Evidence of meeting #57 for Subcommittee on International Human Rights in the 44th Parliament, 1st Session. (The original version is on Parliament’s site, as are the minutes.) The winning word was venezuelan.

A video is available from Parliament.

On the agenda

MPs speaking

Also speaking

David Smolansky  Deputy Director, ConVzla Presidential Campaign
Maria Marin  Director, ProboxVE
Iria Puyosa  Senior Research Fellow, Democracy Tech Initiative, Atlantic Council, As an Individual

4:40 p.m.

Conservative

Shuv Majumdar Conservative Calgary Heritage, AB

Thank you very much for that.

Iria, let me come back to you. We know that the Maduro regime is working closely with despotic regimes in Beijing, in Tehran and in Moscow to repress their people and to coordinate their consolidation of power over the Venezuelan economy, over the Venezuelan people and over the Venezuelan security services. They've entered into dangerous relationships with the greatest rivals to our North American sensibility.
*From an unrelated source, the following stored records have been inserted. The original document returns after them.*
//! In-process reference backend.
//!
//! Keeps graphs in a lock-guarded map, honours a configurable capability
//! mask, counts every call it receives and can be told to fail on demand.

use std::collections::BTreeSet;
use std::sync::atomic::{AtomicU64, Ordering};

use ahash::AHashMap;
use parking_lot::RwLock;

use super::{Capabilities, Capability, StoreBackend};
use crate::{
    errors::StoreError,
    fault_injection::{FaultPlan, FaultPoint},
    graph::GraphName,
    triple::Triple,
};

/// Per-operation call counters.
#[derive(Clone, Copy, Debug, Default, PartialEq, Eq)]
pub struct BackendStats {
    pub loads: u64,
    pub saves: u64,
    pub updates: u64,
    pub deletes: u64,
    pub lists: u64,
    pub probes: u64,
    pub closes: u64,
}

impl BackendStats {
    /// Calls that touch graph data or metadata, excluding `close`.
    pub fn data_calls(&self) -> u64 {
        self.loads + self.saves + self.updates + self.deletes + self.lists + self.probes
    }

    pub fn writes(&self) -> u64 {
        self.saves + self.updates + self.deletes
    }
}

#[derive(Default)]
struct Counters {
    loads: AtomicU64,
    saves: AtomicU64,
    updates: AtomicU64,
    deletes: AtomicU64,
    lists: AtomicU64,
    probes: AtomicU64,
    closes: AtomicU64,
}

fn bump(counter: &AtomicU64) {
    counter.fetch_add(1, Ordering::Relaxed);
}

pub struct MemoryBackend {
    graphs: RwLock<AHashMap<GraphName, BTreeSet<Triple>>>,
    capabilities: Capabilities,
    counters: Counters,
    faults: FaultPlan,
}

impl MemoryBackend {
    /// Backend advertising every graph-level capability; query and update
    /// execution are not available in memory.
    pub fn new() -> Self {
        Self::with_capabilities(
            Capabilities::all()
                .without(Capability::Query)
                .without(Capability::Update),
        )
    }

    pub fn with_capabilities(capabilities: Capabilities) -> Self {
        Self {
            graphs: RwLock::new(AHashMap::new()),
            capabilities,
            counters: Counters::default(),
            faults: FaultPlan::new(),
        }
    }

    /// Seed a graph directly, bypassing counters, faults and capabilities.
    pub fn insert_graph(&self, name: GraphName, triples: impl IntoIterator<Item = Triple>) {
        self.graphs.write().insert(name, triples.into_iter().collect());
    }

    /// Inspect stored content without counting a call.
    pub fn snapshot(&self, name: &GraphName) -> Option<BTreeSet<Triple>> {
        self.graphs.read().get(name).cloned()
    }

    pub fn contains_graph(&self, name: &GraphName) -> bool {
        self.graphs.read().contains_key(name)
    }

    pub fn graph_count(&self) -> usize {
        self.graphs.read().len()
    }

    pub fn faults(&self) -> &FaultPlan {
        &self.faults
    }

    pub fn stats(&self) -> BackendStats {
        let load = |counter: &AtomicU64| counter.load(Ordering::Relaxed);
        BackendStats {
            loads: load(&self.counters.loads),
            saves: load(&self.counters.saves),
            updates: load(&self.counters.updates),
            deletes: load(&self.counters.deletes),
            lists: load(&self.counters.lists),
            probes: load(&self.counters.probes),
            closes: load(&self.counters.closes),
        }
    }

    fn require(&self, capability: Capability) -> Result<(), StoreError> {
        if self.capabilities.supports(capability) {
            Ok(())
        } else {
            Err(StoreError::unsupported(capability))
        }
    }
}

impl Default for MemoryBackend {
    fn default() -> Self {
        Self::new()
    }
}

impl StoreBackend for MemoryBackend {
    fn capabilities(&self) -> Capabilities {
        self.capabilities
    }

    fn load_graph(&self, name: &GraphName) -> Result<BTreeSet<Triple>, StoreError> {
        bump(&self.counters.loads);
        self.require(Capability::LoadGraph)?;
        self.faults.check(FaultPoint::LoadGraph)?;
        self.graphs
            .read()
            .get(name)
            .cloned()
            .ok_or_else(|| StoreError::not_found(name.to_string()))
    }

    fn save_graph(&self, name: &GraphName, triples: &BTreeSet<Triple>) -> Result<(), StoreError> {
        bump(&self.counters.saves);
        self.require(Capability::SaveGraph)?;
        self.faults.check(FaultPoint::SaveGraph)?;
        self.graphs.write().insert(name.clone(), triples.clone());
        Ok(())
    }

    fn update_graph(
        &self,
        name: &GraphName,
        additions: &BTreeSet<Triple>,
        removals: &BTreeSet<Triple>,
    ) -> Result<(), StoreError> {
        bump(&self.counters.updates);
        self.require(Capability::UpdateGraph)?;
        self.faults.check(FaultPoint::UpdateGraph)?;
        let mut graphs = self.graphs.write();
        let stored = graphs.entry(name.clone()).or_default();
        for triple in removals {
            stored.remove(triple);
        }
        stored.extend(additions.iter().cloned());
        Ok(())
    }

    fn delete_graph(&self, name: &GraphName) -> Result<(), StoreError> {
        bump(&self.counters.deletes);
        self.require(Capability::DeleteGraph)?;
        self.faults.check(FaultPoint::DeleteGraph)?;
        self.graphs.write().remove(name);
        Ok(())
    }

    fn list_graph_names(&self) -> Result<Vec<GraphName>, StoreError> {
        bump(&self.counters.lists);
        self.require(Capability::ListGraphs)?;
        self.faults.check(FaultPoint::ListGraphs)?;
        let mut names: Vec<GraphName> = self.graphs.read().keys().cloned().collect();
        names.sort();
        Ok(names)
    }

    fn has_graph(&self, name: &GraphName) -> Result<bool, StoreError> {
        bump(&self.counters.probes);
        self.require(Capability::LoadGraph)?;
        self.faults.check(FaultPoint::LoadGraph)?;
        Ok(self.graphs.read().contains_key(name))
    }

    fn close(&self) -> Result<(), StoreError> {
        bump(&self.counters.closes);
        self.faults.check(FaultPoint::Close)
    }
}
//! RNG module — deterministic LCG and uniform shape selection.
//!
//! The game draws each new piece uniformly at random from the four shape
//! kinds; there is no bag. A small LCG keeps the core free of external
//! randomness so whole games replay from a single seed.

use quadris_types::ShapeKind;

/// Simple LCG (Linear Congruential Generator) RNG.
/// Uses constants from Numerical Recipes.
#[derive(Debug, Clone)]
pub struct SimpleRng {
    state: u32,
}

impl SimpleRng {
    /// Create a new RNG with the given seed.
    pub fn new(seed: u32) -> Self {
        // Avoid 0 seed which would produce all zeros
        let state = if seed == 0 { 1 } else { seed };
        Self { state }
    }

    /// Generate next random u32.
    pub fn next_u32(&mut self) -> u32 {
        // LCG formula: (a * state + c) mod m
        // Using Numerical Recipes constants: a=1664525, c=1013904223, m=2^32
        self.state = self.state.wrapping_mul(1664525).wrapping_add(1013904223);
        self.state
    }

    /// Generate random value in range [0, max).
    pub fn next_range(&mut self, max: u32) -> u32 {
        self.next_u32() % max
    }

    /// Inclusive uniform integer in [min, max].
    pub fn range_inclusive(&mut self, min: u32, max: u32) -> u32 {
        debug_assert!(min <= max);
        min + self.next_range(max - min + 1)
    }

    /// Draw a uniformly random shape kind.
    pub fn next_shape(&mut self) -> ShapeKind {
        let index = self.next_range(ShapeKind::ALL.len() as u32);
        // Index is always within 0..4.
        ShapeKind::from_index(index).unwrap_or(ShapeKind::I)
    }

    /// Current internal state, usable as a seed to replay from here.
    pub fn state(&self) -> u32 {
        self.state
    }
}

impl Default for SimpleRng {
    fn default() -> Self {
        Self::new(1)
    }
}

#[cfg(test)]
mod tests {
    use super::*;

    #[test]
    fn deterministic_for_equal_seeds() {
        let mut a = SimpleRng::new(12345);
        let mut b = SimpleRng::new(12345);
        for _ in 0..100 {
            assert_eq!(a.next_u32(), b.next_u32());
        }
    }

    #[test]
    fn diverges_for_different_seeds() {
        let mut a = SimpleRng::new(12345);
        let mut b = SimpleRng::new(54321);
        assert_ne!(a.next_u32(), b.next_u32());
    }

    #[test]
    fn range_inclusive_stays_in_bounds() {
        let mut rng = SimpleRng::new(7);
        for _ in 0..1000 {
            let v = rng.range_inclusive(2, 5);
            assert!((2..=5).contains(&v));
        }
    }

    #[test]
    fn shape_draws_cover_all_kinds() {
        let mut rng = SimpleRng::new(42);
        let mut seen = [false; 4];
        for _ in 0..200 {
            let kind = rng.next_shape();
            seen[ShapeKind::ALL.iter().position(|&k| k == kind).unwrap()] = true;
        }
        assert!(seen.iter().all(|&s| s), "all four kinds should appear");
    }
}
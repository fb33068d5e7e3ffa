//! Terminal input module.
//!
//! Maps `crossterm` key events into the polled key state the game loop
//! wants: instantaneous "is this key held" queries for movement and
//! fast-drop, plus an edge-triggered rotate. Works in terminals that never
//! emit key-release events by expiring stale holds after a short timeout.

pub mod map;
pub mod poller;

pub use quadris_types as types;

pub use map::{is_start_key, should_quit};
pub use poller::{HeldKey, KeyPoller};
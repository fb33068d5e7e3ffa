//! Grid integration tests.

use tui_quadris::core::Grid;
use tui_quadris::types::{ShapeKind, BOARD_HEIGHT, BOARD_WIDTH};

#[test]
fn test_grid_new_empty() {
    let grid = Grid::new();
    assert_eq!(grid.width(), BOARD_WIDTH);
    assert_eq!(grid.height(), BOARD_HEIGHT);

    for row in 0..BOARD_HEIGHT {
        for col in 0..BOARD_WIDTH {
            assert!(grid.is_empty(row, col), "({}, {}) should be empty", row, col);
        }
    }
}

#[test]
fn test_grid_out_of_bounds() {
    let mut grid = Grid::new();

    assert_eq!(grid.get(-1, 0), None);
    assert_eq!(grid.get(0, -1), None);
    assert_eq!(grid.get(BOARD_HEIGHT, 0), None);
    assert_eq!(grid.get(0, BOARD_WIDTH), None);

    assert!(!grid.set(BOARD_HEIGHT, 0, Some(ShapeKind::I)));
    assert!(!grid.is_empty(-1, 0));
    assert!(!grid.is_occupied(-1, 0));
}

#[test]
fn test_compaction_preserves_row_content() {
    let mut grid = Grid::new();

    // Row 19 full; row 18 has a single gap at column 7.
    for col in 0..BOARD_WIDTH {
        grid.set(19, col, Some(ShapeKind::I));
        if col != 7 {
            grid.set(18, col, Some(ShapeKind::L));
        }
    }

    let removed = grid.compact_full_rows();
    assert_eq!(removed.as_slice(), &[19]);

    // Row 19 now equals the old row 18, gap included.
    for col in 0..BOARD_WIDTH {
        if col == 7 {
            assert!(grid.is_empty(19, col));
        } else {
            assert_eq!(grid.get(19, col), Some(Some(ShapeKind::L)));
        }
    }
    // And the top row is fresh.
    for col in 0..BOARD_WIDTH {
        assert!(grid.is_empty(0, col));
    }
}

#[test]
fn test_compaction_of_four_rows() {
    let mut grid = Grid::new();
    for row in 16..20 {
        for col in 0..BOARD_WIDTH {
            grid.set(row, col, Some(ShapeKind::O));
        }
    }
    // A floating survivor above the stack.
    grid.set(15, 3, Some(ShapeKind::Z));

    let removed = grid.compact_full_rows();
    assert_eq!(removed.len(), 4);
    assert_eq!(grid.get(19, 3), Some(Some(ShapeKind::Z)));
    assert!(grid.is_empty(15, 3));
}
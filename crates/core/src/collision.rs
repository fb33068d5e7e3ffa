//! Collision engine — pure predicates over the grid and the active shape.
//!
//! The active piece's tiles are written into the grid while it falls, so a
//! naive occupancy test would see the piece colliding with itself. Every
//! predicate here treats "occupied by this same shape" as free, which is
//! what makes the in-place erase/shift/redraw mutation sequences legal.

use quadris_types::{ShiftDir, BOARD_HEIGHT, BOARD_WIDTH};

use crate::grid::Grid;
use crate::shape::{Shape, TilePos};

/// True iff one of the shape's tiles currently occupies (row, col).
pub fn tile_in_shape(shape: &Shape, row: i8, col: i8) -> bool {
    shape.tiles().iter().any(|&(r, c)| r == row && c == col)
}

/// True iff every tile can move one row down: the destination must be above
/// the floor and either empty or part of this same shape.
pub fn can_drop(grid: &Grid, shape: &Shape) -> bool {
    shape.tiles().iter().all(|&(row, col)| {
        let below = row + 1;
        if below >= BOARD_HEIGHT {
            return false;
        }
        !grid.is_occupied(below, col) || tile_in_shape(shape, below, col)
    })
}

/// True iff every tile can move one column in `dir`: the destination must be
/// inside the side walls and either empty or part of this same shape.
pub fn can_shift(grid: &Grid, shape: &Shape, dir: ShiftDir) -> bool {
    let dx = dir.dx();
    shape.tiles().iter().all(|&(row, col)| {
        let dest = col + dx;
        if dest < 0 || dest >= BOARD_WIDTH {
            return false;
        }
        !grid.is_occupied(row, dest) || tile_in_shape(shape, row, dest)
    })
}

/// True iff the shape could occupy `candidate` tiles: all inside the board
/// and either empty or part of the shape's current footprint. Gates
/// rotation.
pub fn can_occupy(grid: &Grid, shape: &Shape, candidate: &[TilePos; 4]) -> bool {
    candidate.iter().all(|&(row, col)| {
        if row < 0 || row >= BOARD_HEIGHT || col < 0 || col >= BOARD_WIDTH {
            return false;
        }
        !grid.is_occupied(row, col) || tile_in_shape(shape, row, col)
    })
}
//! TerminalRenderer: flushes framebuffers to a real terminal.
//!
//! Consecutive frames are diffed and only changed runs of cells reach the
//! terminal, which keeps redraw cost proportional to what actually moved —
//! during a fall that is a handful of cells per frame, not the whole board.

use std::io::{self, Write};

use anyhow::Result;

use crossterm::{
    cursor,
    style::{Attribute, Print, ResetColor, SetAttribute, SetBackgroundColor, SetForegroundColor},
    terminal, QueueableCommand,
};

use crate::fb::{FrameBuffer, Glyph};

pub struct TerminalRenderer {
    stdout: io::Stdout,
    last: Option<FrameBuffer>,
}

impl TerminalRenderer {
    pub fn new() -> Self {
        Self {
            stdout: io::stdout(),
            last: None,
        }
    }

    pub fn enter(&mut self) -> Result<()> {
        terminal::enable_raw_mode()?;
        self.stdout.queue(terminal::EnterAlternateScreen)?;
        self.stdout.queue(cursor::Hide)?;
        self.stdout.queue(terminal::DisableLineWrap)?;
        self.stdout.flush()?;
        Ok(())
    }

    pub fn exit(&mut self) -> Result<()> {
        self.stdout.queue(ResetColor)?;
        self.stdout.queue(SetAttribute(Attribute::Reset))?;
        self.stdout.queue(terminal::EnableLineWrap)?;
        self.stdout.queue(cursor::Show)?;
        self.stdout.queue(terminal::LeaveAlternateScreen)?;
        self.stdout.flush()?;
        terminal::disable_raw_mode()?;
        Ok(())
    }

    /// Force the next draw to be a full redraw (resize, screen switch).
    pub fn invalidate(&mut self) {
        self.last = None;
    }

    /// Draw a framebuffer, swapping it into internal state.
    ///
    /// Callers keep one `FrameBuffer`, repopulate it every frame, and pass
    /// it here; the renderer diffs against the previous frame and swaps
    /// buffers so neither side clones.
    pub fn draw_swap(&mut self, fb: &mut FrameBuffer) -> Result<()> {
        if self.last.is_none() {
            // First frame after (re)entry: full redraw against a blank.
            self.full_redraw(fb)?;
            let mut prev = FrameBuffer::new(fb.width(), fb.height());
            std::mem::swap(&mut prev, fb);
            self.last = Some(prev);
            return Ok(());
        }

        let mut prev = self.last.take().unwrap_or_else(|| {
            FrameBuffer::new(fb.width(), fb.height())
        });

        if prev.width() != fb.width() || prev.height() != fb.height() {
            self.full_redraw(fb)?;
            prev.resize(fb.width(), fb.height());
        } else {
            self.diff_redraw(fb, &prev)?;
        }

        std::mem::swap(&mut prev, fb);
        self.last = Some(prev);
        Ok(())
    }

    fn full_redraw(&mut self, fb: &FrameBuffer) -> Result<()> {
        self.stdout.queue(terminal::Clear(terminal::ClearType::All))?;

        let mut style: Option<Glyph> = None;
        for y in 0..fb.height() {
            self.stdout.queue(cursor::MoveTo(0, y))?;
            for x in 0..fb.width() {
                let glyph = fb.get(x, y).unwrap_or_default();
                self.print_glyph(glyph, &mut style)?;
            }
        }

        self.finish_frame()
    }

    fn diff_redraw(&mut self, next: &FrameBuffer, prev: &FrameBuffer) -> Result<()> {
        let mut style: Option<Glyph> = None;

        for_each_changed_run(prev, next, |x, y, len| {
            self.stdout.queue(cursor::MoveTo(x, y))?;
            for dx in 0..len {
                let glyph = next.get(x + dx, y).unwrap_or_default();
                self.print_glyph(glyph, &mut style)?;
            }
            Ok(())
        })?;

        self.finish_frame()
    }

    /// Print one glyph, re-applying style only when it changes.
    fn print_glyph(&mut self, glyph: Glyph, current: &mut Option<Glyph>) -> Result<()> {
        let style_changed = match current {
            Some(prev) => {
                prev.fg != glyph.fg || prev.bg != glyph.bg || prev.bold != glyph.bold
            }
            None => true,
        };
        if style_changed {
            self.stdout.queue(SetAttribute(Attribute::Reset))?;
            self.stdout.queue(SetForegroundColor(glyph.fg))?;
            self.stdout.queue(SetBackgroundColor(glyph.bg))?;
            if glyph.bold {
                self.stdout.queue(SetAttribute(Attribute::Bold))?;
            }
        }
        *current = Some(glyph);
        self.stdout.queue(Print(glyph.ch))?;
        Ok(())
    }

    fn finish_frame(&mut self) -> Result<()> {
        self.stdout.queue(ResetColor)?;
        self.stdout.queue(SetAttribute(Attribute::Reset))?;
        self.stdout.flush()?;
        Ok(())
    }
}

impl Default for TerminalRenderer {
    fn default() -> Self {
        Self::new()
    }
}

/// Invoke `f(x, y, len)` for every horizontal run of cells that differs
/// between two equally-sized framebuffers.
pub fn for_each_changed_run(
    prev: &FrameBuffer,
    next: &FrameBuffer,
    mut f: impl FnMut(u16, u16, u16) -> Result<()>,
) -> Result<()> {
    if prev.width() != next.width() || prev.height() != next.height() {
        // Size changed: everything is dirty, one run per row.
        for y in 0..next.height() {
            f(0, y, next.width())?;
        }
        return Ok(());
    }

    let w = next.width();
    for y in 0..next.height() {
        let mut x = 0;
        while x < w {
            if prev.get(x, y) == next.get(x, y) {
                x += 1;
                continue;
            }

            let start = x;
            while x < w && prev.get(x, y) != next.get(x, y) {
                x += 1;
            }
            f(start, y, x - start)?;
        }
    }

    Ok(())
}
You would think that Canada and the United States would be shoulder to shoulder in our own hemisphere when it comes to confronting Venezuela and the Cuban, Iranian, Russian and Chinese regimes that are going after them. Can you explain why Canada might have such a meek voice at a time when it's critical to stand for the people of Venezuela?

4:45 p.m.

Senior Research Fellow, Democracy Tech Initiative, Atlantic Council, As an Individual

Iria Puyosa

Yes, these authoritarian regimes work together. They share knowledge, they share tools and they support each other. We see that clearly in the context of Venezuela.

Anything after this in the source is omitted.